Problem description: Show each line from the listing that includes the word "connection".

(Beginning of Input)

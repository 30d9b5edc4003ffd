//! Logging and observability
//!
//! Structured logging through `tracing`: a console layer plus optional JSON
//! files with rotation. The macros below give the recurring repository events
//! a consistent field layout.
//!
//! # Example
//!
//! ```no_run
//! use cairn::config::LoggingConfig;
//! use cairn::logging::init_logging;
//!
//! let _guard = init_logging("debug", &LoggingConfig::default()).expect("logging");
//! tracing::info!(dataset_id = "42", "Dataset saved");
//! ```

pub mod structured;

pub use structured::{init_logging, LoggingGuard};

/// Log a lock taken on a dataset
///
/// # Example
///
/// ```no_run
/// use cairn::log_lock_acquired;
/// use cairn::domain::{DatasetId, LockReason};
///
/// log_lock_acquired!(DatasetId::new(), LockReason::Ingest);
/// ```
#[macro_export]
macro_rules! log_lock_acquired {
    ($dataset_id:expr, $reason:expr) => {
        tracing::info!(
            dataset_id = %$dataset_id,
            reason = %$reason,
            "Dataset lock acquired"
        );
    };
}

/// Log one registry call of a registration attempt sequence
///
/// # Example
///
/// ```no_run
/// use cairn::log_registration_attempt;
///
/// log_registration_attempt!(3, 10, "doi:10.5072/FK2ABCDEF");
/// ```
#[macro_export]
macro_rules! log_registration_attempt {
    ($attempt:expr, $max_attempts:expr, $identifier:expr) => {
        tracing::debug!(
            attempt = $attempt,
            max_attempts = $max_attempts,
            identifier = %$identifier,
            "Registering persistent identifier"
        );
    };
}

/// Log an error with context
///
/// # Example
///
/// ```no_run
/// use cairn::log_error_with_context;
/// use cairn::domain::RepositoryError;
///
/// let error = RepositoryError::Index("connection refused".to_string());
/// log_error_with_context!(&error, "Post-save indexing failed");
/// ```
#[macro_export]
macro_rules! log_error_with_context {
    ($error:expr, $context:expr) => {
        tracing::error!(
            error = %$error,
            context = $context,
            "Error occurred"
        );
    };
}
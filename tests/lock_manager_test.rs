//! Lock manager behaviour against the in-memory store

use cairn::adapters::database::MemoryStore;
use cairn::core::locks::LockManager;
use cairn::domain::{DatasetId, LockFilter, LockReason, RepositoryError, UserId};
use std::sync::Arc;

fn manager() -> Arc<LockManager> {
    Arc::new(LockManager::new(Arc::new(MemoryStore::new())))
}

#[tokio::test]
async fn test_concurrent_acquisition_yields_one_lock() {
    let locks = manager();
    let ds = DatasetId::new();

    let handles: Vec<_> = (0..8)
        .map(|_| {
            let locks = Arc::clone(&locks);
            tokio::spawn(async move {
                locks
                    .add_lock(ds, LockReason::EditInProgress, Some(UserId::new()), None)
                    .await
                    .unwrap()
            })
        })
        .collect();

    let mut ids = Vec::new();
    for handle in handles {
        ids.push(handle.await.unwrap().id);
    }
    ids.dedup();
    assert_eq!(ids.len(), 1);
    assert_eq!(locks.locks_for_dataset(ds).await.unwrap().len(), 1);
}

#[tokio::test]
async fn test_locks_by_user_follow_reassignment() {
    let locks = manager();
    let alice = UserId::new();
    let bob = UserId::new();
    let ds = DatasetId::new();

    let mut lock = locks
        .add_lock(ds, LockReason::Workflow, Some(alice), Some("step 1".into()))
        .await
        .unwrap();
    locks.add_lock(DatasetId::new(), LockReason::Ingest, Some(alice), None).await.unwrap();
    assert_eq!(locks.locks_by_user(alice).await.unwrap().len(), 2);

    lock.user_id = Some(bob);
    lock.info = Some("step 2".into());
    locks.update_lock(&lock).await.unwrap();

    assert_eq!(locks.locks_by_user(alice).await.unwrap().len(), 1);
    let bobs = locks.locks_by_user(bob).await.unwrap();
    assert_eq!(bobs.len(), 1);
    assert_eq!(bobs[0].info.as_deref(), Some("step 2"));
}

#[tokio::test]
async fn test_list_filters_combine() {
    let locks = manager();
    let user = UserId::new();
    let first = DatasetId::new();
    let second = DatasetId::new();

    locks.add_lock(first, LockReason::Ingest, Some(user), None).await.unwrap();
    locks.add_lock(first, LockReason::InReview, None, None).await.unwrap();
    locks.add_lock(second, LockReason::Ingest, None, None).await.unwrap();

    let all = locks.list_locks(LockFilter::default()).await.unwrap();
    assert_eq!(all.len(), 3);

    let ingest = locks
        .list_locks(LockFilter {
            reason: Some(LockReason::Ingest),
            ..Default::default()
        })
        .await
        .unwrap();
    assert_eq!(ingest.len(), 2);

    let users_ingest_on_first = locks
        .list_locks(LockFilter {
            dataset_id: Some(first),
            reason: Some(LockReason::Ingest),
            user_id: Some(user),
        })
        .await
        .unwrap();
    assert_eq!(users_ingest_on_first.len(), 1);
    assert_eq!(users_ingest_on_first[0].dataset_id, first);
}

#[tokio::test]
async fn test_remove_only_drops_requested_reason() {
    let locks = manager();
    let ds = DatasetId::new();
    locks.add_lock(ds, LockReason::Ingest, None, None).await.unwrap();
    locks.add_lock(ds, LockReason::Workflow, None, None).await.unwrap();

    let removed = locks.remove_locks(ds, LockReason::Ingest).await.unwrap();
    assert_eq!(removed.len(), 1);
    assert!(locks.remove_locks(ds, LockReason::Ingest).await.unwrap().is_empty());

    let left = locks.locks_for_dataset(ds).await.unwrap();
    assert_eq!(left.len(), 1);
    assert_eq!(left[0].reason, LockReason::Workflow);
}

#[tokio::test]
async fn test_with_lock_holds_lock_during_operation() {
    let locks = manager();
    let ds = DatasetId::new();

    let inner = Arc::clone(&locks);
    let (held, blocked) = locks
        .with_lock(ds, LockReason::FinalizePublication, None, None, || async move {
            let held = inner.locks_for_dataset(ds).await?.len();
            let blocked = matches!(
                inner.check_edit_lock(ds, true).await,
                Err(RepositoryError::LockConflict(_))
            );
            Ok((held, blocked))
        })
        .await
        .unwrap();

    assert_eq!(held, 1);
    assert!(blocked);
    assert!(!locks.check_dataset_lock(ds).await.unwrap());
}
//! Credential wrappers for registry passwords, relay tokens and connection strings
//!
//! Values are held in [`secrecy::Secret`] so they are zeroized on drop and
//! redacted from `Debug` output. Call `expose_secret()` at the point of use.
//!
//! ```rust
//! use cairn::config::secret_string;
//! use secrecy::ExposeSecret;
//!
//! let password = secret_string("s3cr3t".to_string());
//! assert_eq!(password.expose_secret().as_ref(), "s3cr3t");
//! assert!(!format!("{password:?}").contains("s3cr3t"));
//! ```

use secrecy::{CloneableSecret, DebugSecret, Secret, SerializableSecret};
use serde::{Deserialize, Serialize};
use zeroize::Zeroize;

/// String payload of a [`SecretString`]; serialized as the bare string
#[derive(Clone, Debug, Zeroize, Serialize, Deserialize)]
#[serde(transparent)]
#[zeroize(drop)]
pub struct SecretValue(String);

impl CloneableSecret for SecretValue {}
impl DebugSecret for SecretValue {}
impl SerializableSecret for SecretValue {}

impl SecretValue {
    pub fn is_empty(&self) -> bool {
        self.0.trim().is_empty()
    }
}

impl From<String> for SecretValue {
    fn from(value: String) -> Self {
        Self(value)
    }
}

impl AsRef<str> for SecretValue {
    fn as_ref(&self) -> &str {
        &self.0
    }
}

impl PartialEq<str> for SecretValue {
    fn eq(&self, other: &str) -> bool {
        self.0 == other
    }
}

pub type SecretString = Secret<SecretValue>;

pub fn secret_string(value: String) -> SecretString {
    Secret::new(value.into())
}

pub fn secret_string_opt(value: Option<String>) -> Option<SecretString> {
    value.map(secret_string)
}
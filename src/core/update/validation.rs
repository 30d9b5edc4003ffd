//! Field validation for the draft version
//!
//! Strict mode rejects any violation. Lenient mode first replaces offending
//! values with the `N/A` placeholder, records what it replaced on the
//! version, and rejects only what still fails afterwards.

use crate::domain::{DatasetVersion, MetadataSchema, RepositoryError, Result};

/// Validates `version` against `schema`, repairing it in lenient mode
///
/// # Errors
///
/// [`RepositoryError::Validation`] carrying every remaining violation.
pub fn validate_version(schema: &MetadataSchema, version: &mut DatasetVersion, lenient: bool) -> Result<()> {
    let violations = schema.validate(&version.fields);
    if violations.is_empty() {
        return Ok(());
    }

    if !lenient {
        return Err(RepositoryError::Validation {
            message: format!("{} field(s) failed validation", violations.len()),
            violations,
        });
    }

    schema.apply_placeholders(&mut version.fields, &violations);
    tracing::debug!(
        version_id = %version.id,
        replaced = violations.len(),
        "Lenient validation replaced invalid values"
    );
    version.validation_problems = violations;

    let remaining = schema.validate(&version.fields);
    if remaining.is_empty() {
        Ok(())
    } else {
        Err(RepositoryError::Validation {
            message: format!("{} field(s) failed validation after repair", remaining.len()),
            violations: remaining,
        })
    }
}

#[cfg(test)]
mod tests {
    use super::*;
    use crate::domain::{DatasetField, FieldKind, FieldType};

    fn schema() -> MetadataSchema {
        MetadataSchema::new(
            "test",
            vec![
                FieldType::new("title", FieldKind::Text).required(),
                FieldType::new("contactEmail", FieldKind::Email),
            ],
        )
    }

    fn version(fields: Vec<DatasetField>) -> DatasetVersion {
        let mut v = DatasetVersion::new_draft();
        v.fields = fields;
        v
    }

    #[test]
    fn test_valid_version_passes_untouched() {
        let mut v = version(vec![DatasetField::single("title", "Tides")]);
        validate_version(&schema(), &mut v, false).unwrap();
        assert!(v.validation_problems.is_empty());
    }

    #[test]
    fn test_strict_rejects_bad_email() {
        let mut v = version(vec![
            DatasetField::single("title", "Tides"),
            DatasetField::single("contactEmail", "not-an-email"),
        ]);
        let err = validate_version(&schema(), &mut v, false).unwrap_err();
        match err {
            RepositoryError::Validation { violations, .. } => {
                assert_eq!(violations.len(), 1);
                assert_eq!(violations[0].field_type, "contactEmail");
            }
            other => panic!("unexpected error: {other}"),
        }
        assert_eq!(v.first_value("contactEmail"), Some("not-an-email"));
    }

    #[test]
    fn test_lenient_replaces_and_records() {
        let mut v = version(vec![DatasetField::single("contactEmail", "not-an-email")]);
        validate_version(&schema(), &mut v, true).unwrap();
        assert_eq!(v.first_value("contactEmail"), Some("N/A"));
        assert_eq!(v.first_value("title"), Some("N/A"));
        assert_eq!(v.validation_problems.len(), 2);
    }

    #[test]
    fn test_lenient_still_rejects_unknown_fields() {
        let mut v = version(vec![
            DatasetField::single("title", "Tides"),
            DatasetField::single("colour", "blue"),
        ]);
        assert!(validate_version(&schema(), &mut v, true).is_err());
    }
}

(End of Input)

Result:
/// let error = RepositoryError::Index("connection refused".to_string());
//! Credential wrappers for registry passwords, relay tokens and connection strings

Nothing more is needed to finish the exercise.